Kolkata’s iconic Peter Cat is on a list of the 150 Most Legendary Restaurants in the World. Here’s what to order

The familiar and comforting interiors at Peter Cat

The familiar and comforting interiors at Peter Cat

Over the weekend, Siddharth Kothari woke up to a message that made him smile. Iconic Peter Cat, one of the restaurants owned by his family, made it to a list of the 150 Most Legendary Restaurants in the World.

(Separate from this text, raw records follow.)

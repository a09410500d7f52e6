use anyhow::{Context, Result};
use serde::{Deserialize, Serialize};
use std::env;
use std::fmt;
use std::path::PathBuf;
use std::str::FromStr;
use tracing::{info, warn};

use crate::reputation::{Principal, DEFAULT_MAX_EVENTS};

/// Configuration for the trust ledger service
#[derive(Debug, Clone, Serialize, Deserialize)]
pub struct LedgerConfig {
    /// Server configuration
    pub server: ServerConfig,
    /// Security configuration
    pub security: SecurityConfig,
    /// Reputation ledger configuration
    pub ledger: LedgerSettings,
    /// Logging configuration
    pub logging: LoggingConfig,
}

#[derive(Debug, Clone, Serialize, Deserialize)]
pub struct ServerConfig {
    /// Server host to bind to
    pub host: String,
    /// Server port to bind to
    pub port: u16,
}

#[derive(Debug, Clone, Serialize, Deserialize)]
pub struct SecurityConfig {
    /// Enable API key authentication
    pub enable_auth: bool,
    /// Accepted API keys, each bound to the principal it authenticates
    #[serde(skip)]
    pub api_keys: Vec<ApiCredential>,
    /// Rate limit per minute per IP
    pub rate_limit_per_minute: u32,
    /// Maximum request body size in bytes
    pub max_request_size: usize,
}

/// An API key and the principal it acts as, written `principal:key`
#[derive(Clone, PartialEq, Eq)]
pub struct ApiCredential {
    pub principal: Principal,
    pub key: String,
}

impl ApiCredential {
    pub fn new(principal: Principal, key: impl Into<String>) -> Self {
        Self {
            principal,
            key: key.into(),
        }
    }
}

impl FromStr for ApiCredential {
    type Err = anyhow::Error;

    fn from_str(s: &str) -> Result<Self> {
        let (principal, key) = s
            .trim()
            .split_once(':')
            .context("API key must be written as principal:key")?;

        if key.is_empty() {
            return Err(anyhow::anyhow!("API key for '{}' is empty", principal));
        }

        let principal = Principal::new(principal)
            .with_context(|| format!("Invalid principal '{}' in API key", principal))?;
        Ok(Self::new(principal, key))
    }
}

// Keys never reach logs
impl fmt::Debug for ApiCredential {
    fn fmt(&self, f: &mut fmt::Formatter<'_>) -> fmt::Result {
        f.debug_struct("ApiCredential")
            .field("principal", &self.principal)
            .field("key", &sanitize_for_logging(&self.key))
            .finish()
    }
}

/// Parse a comma-separated list of `principal:key` entries
pub fn parse_api_credentials(list: &str) -> Result<Vec<ApiCredential>> {
    list.split(',')
        .map(str::trim)
        .filter(|entry| !entry.is_empty())
        .map(|entry| entry.parse::<ApiCredential>())
        .collect()
}

#[derive(Debug, Clone, Serialize, Deserialize)]
pub struct LedgerSettings {
    /// Principal allowed to create categories (the deploying principal)
    pub administrator: String,
    /// Where to persist state; in-memory only when unset
    pub snapshot_path: Option<PathBuf>,
    /// Seconds between background snapshots
    pub snapshot_interval_secs: u64,
    /// Capacity of the in-memory event log
    pub max_events: usize,
}

#[derive(Debug, Clone, Serialize, Deserialize)]
pub struct LoggingConfig {
    /// Log level (error, warn, info, debug, trace)
    pub level: String,
    /// Mask client addresses in request logs
    pub sanitize_logs: bool,
    /// Enable request/response logging
    pub log_requests: bool,
}

impl Default for LedgerConfig {
    fn default() -> Self {
        Self {
            server: ServerConfig {
                host: "127.0.0.1".to_string(),
                port: 8780,
            },
            security: SecurityConfig {
                enable_auth: true,
                api_keys: Vec::new(),
                rate_limit_per_minute: 120,
                max_request_size: 64 * 1024,
            },
            ledger: LedgerSettings {
                administrator: String::new(), // Must be set via environment
                snapshot_path: None,
                snapshot_interval_secs: 60,
                max_events: DEFAULT_MAX_EVENTS,
            },
            logging: LoggingConfig {
                level: "info".to_string(),
                sanitize_logs: true,
                log_requests: false,
            },
        }
    }
}

impl LedgerConfig {
    /// Load configuration from environment variables and validate it
    pub fn from_env() -> Result<Self> {
        let mut config = Self::default();

        // Server configuration
        if let Ok(host) = env::var("TRUST_LEDGER_HOST") {
            config.server.host = host;
        }

        if let Ok(port) = env::var("TRUST_LEDGER_PORT") {
            config.server.port = port.parse().context("Invalid TRUST_LEDGER_PORT value")?;
        }

        // Security configuration
        if let Ok(enable_auth) = env::var("TRUST_LEDGER_ENABLE_AUTH") {
            config.security.enable_auth = enable_auth
                .parse()
                .context("Invalid TRUST_LEDGER_ENABLE_AUTH value")?;
        }

        if let Ok(rate_limit) = env::var("TRUST_LEDGER_RATE_LIMIT_PER_MINUTE") {
            config.security.rate_limit_per_minute = rate_limit
                .parse()
                .context("Invalid TRUST_LEDGER_RATE_LIMIT_PER_MINUTE value")?;
        }

        if let Ok(max_size) = env::var("TRUST_LEDGER_MAX_REQUEST_SIZE") {
            config.security.max_request_size = max_size
                .parse()
                .context("Invalid TRUST_LEDGER_MAX_REQUEST_SIZE value")?;
        }

        config.security.api_keys = Self::load_api_keys()?;

        // Ledger configuration
        config.ledger.administrator = env::var("TRUST_LEDGER_ADMINISTRATOR")
            .context("TRUST_LEDGER_ADMINISTRATOR environment variable is required")?;

        if let Ok(path) = env::var("TRUST_LEDGER_SNAPSHOT_PATH") {
            if !path.is_empty() {
                config.ledger.snapshot_path = Some(PathBuf::from(path));
            }
        }

        if let Ok(interval) = env::var("TRUST_LEDGER_SNAPSHOT_INTERVAL_SECS") {
            config.ledger.snapshot_interval_secs = interval
                .parse()
                .context("Invalid TRUST_LEDGER_SNAPSHOT_INTERVAL_SECS value")?;
        }

        if let Ok(max_events) = env::var("TRUST_LEDGER_MAX_EVENTS") {
            config.ledger.max_events = max_events
                .parse()
                .context("Invalid TRUST_LEDGER_MAX_EVENTS value")?;
        }

        // Logging configuration
        if let Ok(log_level) = env::var("TRUST_LEDGER_LOG_LEVEL") {
            config.logging.level = log_level;
        }

        if let Ok(log_requests) = env::var("TRUST_LEDGER_LOG_REQUESTS") {
            config.logging.log_requests = log_requests
                .parse()
                .context("Invalid TRUST_LEDGER_LOG_REQUESTS value")?;
        }

        if let Ok(sanitize_logs) = env::var("TRUST_LEDGER_SANITIZE_LOGS") {
            config.logging.sanitize_logs = sanitize_logs
                .parse()
                .context("Invalid TRUST_LEDGER_SANITIZE_LOGS value")?;
        }

        config.validate()?;

        Ok(config)
    }

    /// `principal:key` entries from TRUST_LEDGER_API_KEY and TRUST_LEDGER_API_KEYS
    fn load_api_keys() -> Result<Vec<ApiCredential>> {
        let mut keys = Vec::new();

        if let Ok(key) = env::var("TRUST_LEDGER_API_KEY") {
            keys.extend(parse_api_credentials(&key).context("Invalid TRUST_LEDGER_API_KEY")?);
        }

        if let Ok(extra_keys) = env::var("TRUST_LEDGER_API_KEYS") {
            keys.extend(
                parse_api_credentials(&extra_keys).context("Invalid TRUST_LEDGER_API_KEYS")?,
            );
        }

        if keys.is_empty() {
            warn!("No API keys configured");
        } else {
            info!("Loaded {} API key(s) for authentication", keys.len());
        }

        Ok(keys)
    }

    /// Validate configuration for security and consistency
    pub fn validate(&self) -> Result<()> {
        if self.server.host.is_empty() {
            return Err(anyhow::anyhow!("Server host cannot be empty"));
        }

        if self.server.port == 0 {
            return Err(anyhow::anyhow!("Server port must be non-zero"));
        }

        self.administrator()?;

        if self.security.enable_auth && self.security.api_keys.is_empty() {
            return Err(anyhow::anyhow!(
                "Authentication is enabled but no API keys are configured \
                 (set TRUST_LEDGER_API_KEY or TRUST_LEDGER_API_KEYS)"
            ));
        }

        let mut seen = std::collections::HashSet::new();
        if !self.security.api_keys.iter().all(|c| seen.insert(c.key.as_str())) {
            return Err(anyhow::anyhow!("The same API key is bound to more than one entry"));
        }

        if !self.security.enable_auth {
            warn!("Authentication disabled: callers name themselves via x-principal");
        }

        if self.security.max_request_size == 0 {
            return Err(anyhow::anyhow!("Maximum request size must be non-zero"));
        }

        if self.ledger.max_events == 0 {
            return Err(anyhow::anyhow!("Event log capacity must be non-zero"));
        }

        if self.ledger.snapshot_path.is_some() && self.ledger.snapshot_interval_secs == 0 {
            return Err(anyhow::anyhow!("Snapshot interval must be non-zero"));
        }

        Ok(())
    }

    /// The administrator as a validated principal
    pub fn administrator(&self) -> Result<Principal> {
        Principal::new(self.ledger.administrator.clone())
            .with_context(|| format!("Invalid administrator principal '{}'", self.ledger.administrator))
    }
}

/// Mask a value for logging, keeping a short prefix and suffix
pub fn sanitize_for_logging(value: &str) -> String {
    let chars: Vec<char> = value.chars().collect();
    if chars.len() <= 8 {
        return "*".repeat(chars.len());
    }
    let head: String = chars[..4].iter().collect();
    let tail: String = chars[chars.len() - 4..].iter().collect();
    format!("{}...{}", head, tail)
}
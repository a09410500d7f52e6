//! Transaction time sources
//!
//! The core never reads time itself. The manager asks a [`Clock`] once per
//! operation and passes the value down.

use chrono::Utc;
use std::sync::atomic::{AtomicU64, Ordering};

use super::types::Timestamp;

pub trait Clock: Send + Sync {
    fn now(&self) -> Timestamp;
}

/// Wall-clock unix seconds that never go backwards.
///
/// If the system clock steps back, the last returned value is repeated
/// until wall time catches up, keeping `last_updated` monotonic.
#[derive(Debug, Default)]
pub struct SystemClock {
    last: AtomicU64,
}

impl SystemClock {
    pub fn new() -> Self {
        Self::default()
    }

    /// Clock that never reports less than `floor`, used when resuming
    /// state whose timestamps may be ahead of the wall clock
    pub fn starting_at(floor: Timestamp) -> Self {
        Self {
            last: AtomicU64::new(floor),
        }
    }
}

impl Clock for SystemClock {
    fn now(&self) -> Timestamp {
        let wall = u64::try_from(Utc::now().timestamp()).unwrap_or(0);
        let previous = self.last.fetch_max(wall, Ordering::SeqCst);
        previous.max(wall)
    }
}

/// Externally driven clock for tests and replays
#[derive(Debug, Default)]
pub struct ManualClock {
    now: AtomicU64,
}

impl ManualClock {
    pub fn new(start: Timestamp) -> Self {
        Self {
            now: AtomicU64::new(start),
        }
    }

    pub fn set(&self, now: Timestamp) {
        self.now.store(now, Ordering::SeqCst);
    }

    pub fn advance(&self, seconds: u64) {
        self.now.fetch_add(seconds, Ordering::SeqCst);
    }
}

impl Clock for ManualClock {
    fn now(&self) -> Timestamp {
        self.now.load(Ordering::SeqCst)
    }
}

#[cfg(test)]
mod tests {
    use super::*;

    #[test]
    fn test_system_clock_monotonic() {
        let clock = SystemClock::new();
        // simulate a previously observed time far in the future
        clock.last.store(u64::MAX - 1, Ordering::SeqCst);
        assert_eq!(clock.now(), u64::MAX - 1);

        let fresh = SystemClock::new();
        let first = fresh.now();
        assert!(first > 1_600_000_000);
        assert!(fresh.now() >= first);
    }

    #[test]
    fn test_starting_at_floor() {
        let clock = SystemClock::starting_at(4_000_000_000);
        assert_eq!(clock.now(), 4_000_000_000);

        // A floor in the past defers to wall time
        let clock = SystemClock::starting_at(1000);
        assert!(clock.now() > 1_600_000_000);
    }

    #[test]
    fn test_manual_clock() {
        let clock = ManualClock::new(1000);
        assert_eq!(clock.now(), 1000);
        clock.advance(86_400);
        assert_eq!(clock.now(), 87_400);
        clock.set(5);
        assert_eq!(clock.now(), 5);
    }
}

The establishment, which opened its doors in Calcutta in 1975, ranks at number 17 on the list curated by Taste Atlas, an experiential travel and food guide based out of Zagreb, Croatia. There are just seven Indian restaurants on the list, the others being Calicut’s Paragon at number 11, Lucknow’s Tunday Kababi at 12, Murthal’s Amrik Sukhdev Dhaba comes in at number 23 followed by Mavali Tiffin Rooms, Bengaluru, at 39, Karim’s (Delhi) at 87 and Ram Ashraya at the 112th spot.

A plate of chelo kebab

A plate of chelo kebab

Each of the restaurants mentioned also has the name of a dish that is a ‘must-try’ there. From Peter Cat’s menu, not surprisingly their chelo kebab is the chosen one. 

Soon after launching, Nitin Kothari, the founder of Peter Cat noticed that the kebabs at his restaurant were a customer favourite. The chelo kebabs especially had a cult following, which continues even today, 48 years on.

“Hundred-plus plates of chelo kebab are ordered everyday,” says Siddharth Kothari, Nitin’s son. “There are three tandoors that are on pretty much all day,” adds Siddharth, who started Peter Hu? an Asian fine dining in 2021.

It is a dish that Nitin discovered during one of his travels to Iran. At Peter Cat they make it with mutton or chicken, and it is served with an egg (sunny side up), and rice topped with a generous dollop of butter. There is a paneer kebab and vegetable sheekh for the non-meat eaters.

“It is the same heritage menu from 1975, with the same number of dishes,” says Siddharth. Post pandemic there has been a significant increase in business and more staff has been hired. Waiters hurry past with noisy, smoky but fragrant sizzlers; their Indian dishes are popular too.

Despite new restaurants and bars dotting the city, and novel food trends perforating the market, not much has changed at Peter Cat. The grand dame of Park Street still holds her own. Her facade is the same, and the interiors have the familiar low hanging lampshades, printed wall to wall carpets and red seats that generations of families have made themselves comfortable on.

The 195-seater restaurant still has queues outside — on weekends and sometimes on weekdays too. If you manage to snag a table without any waiting, then today is your lucky day.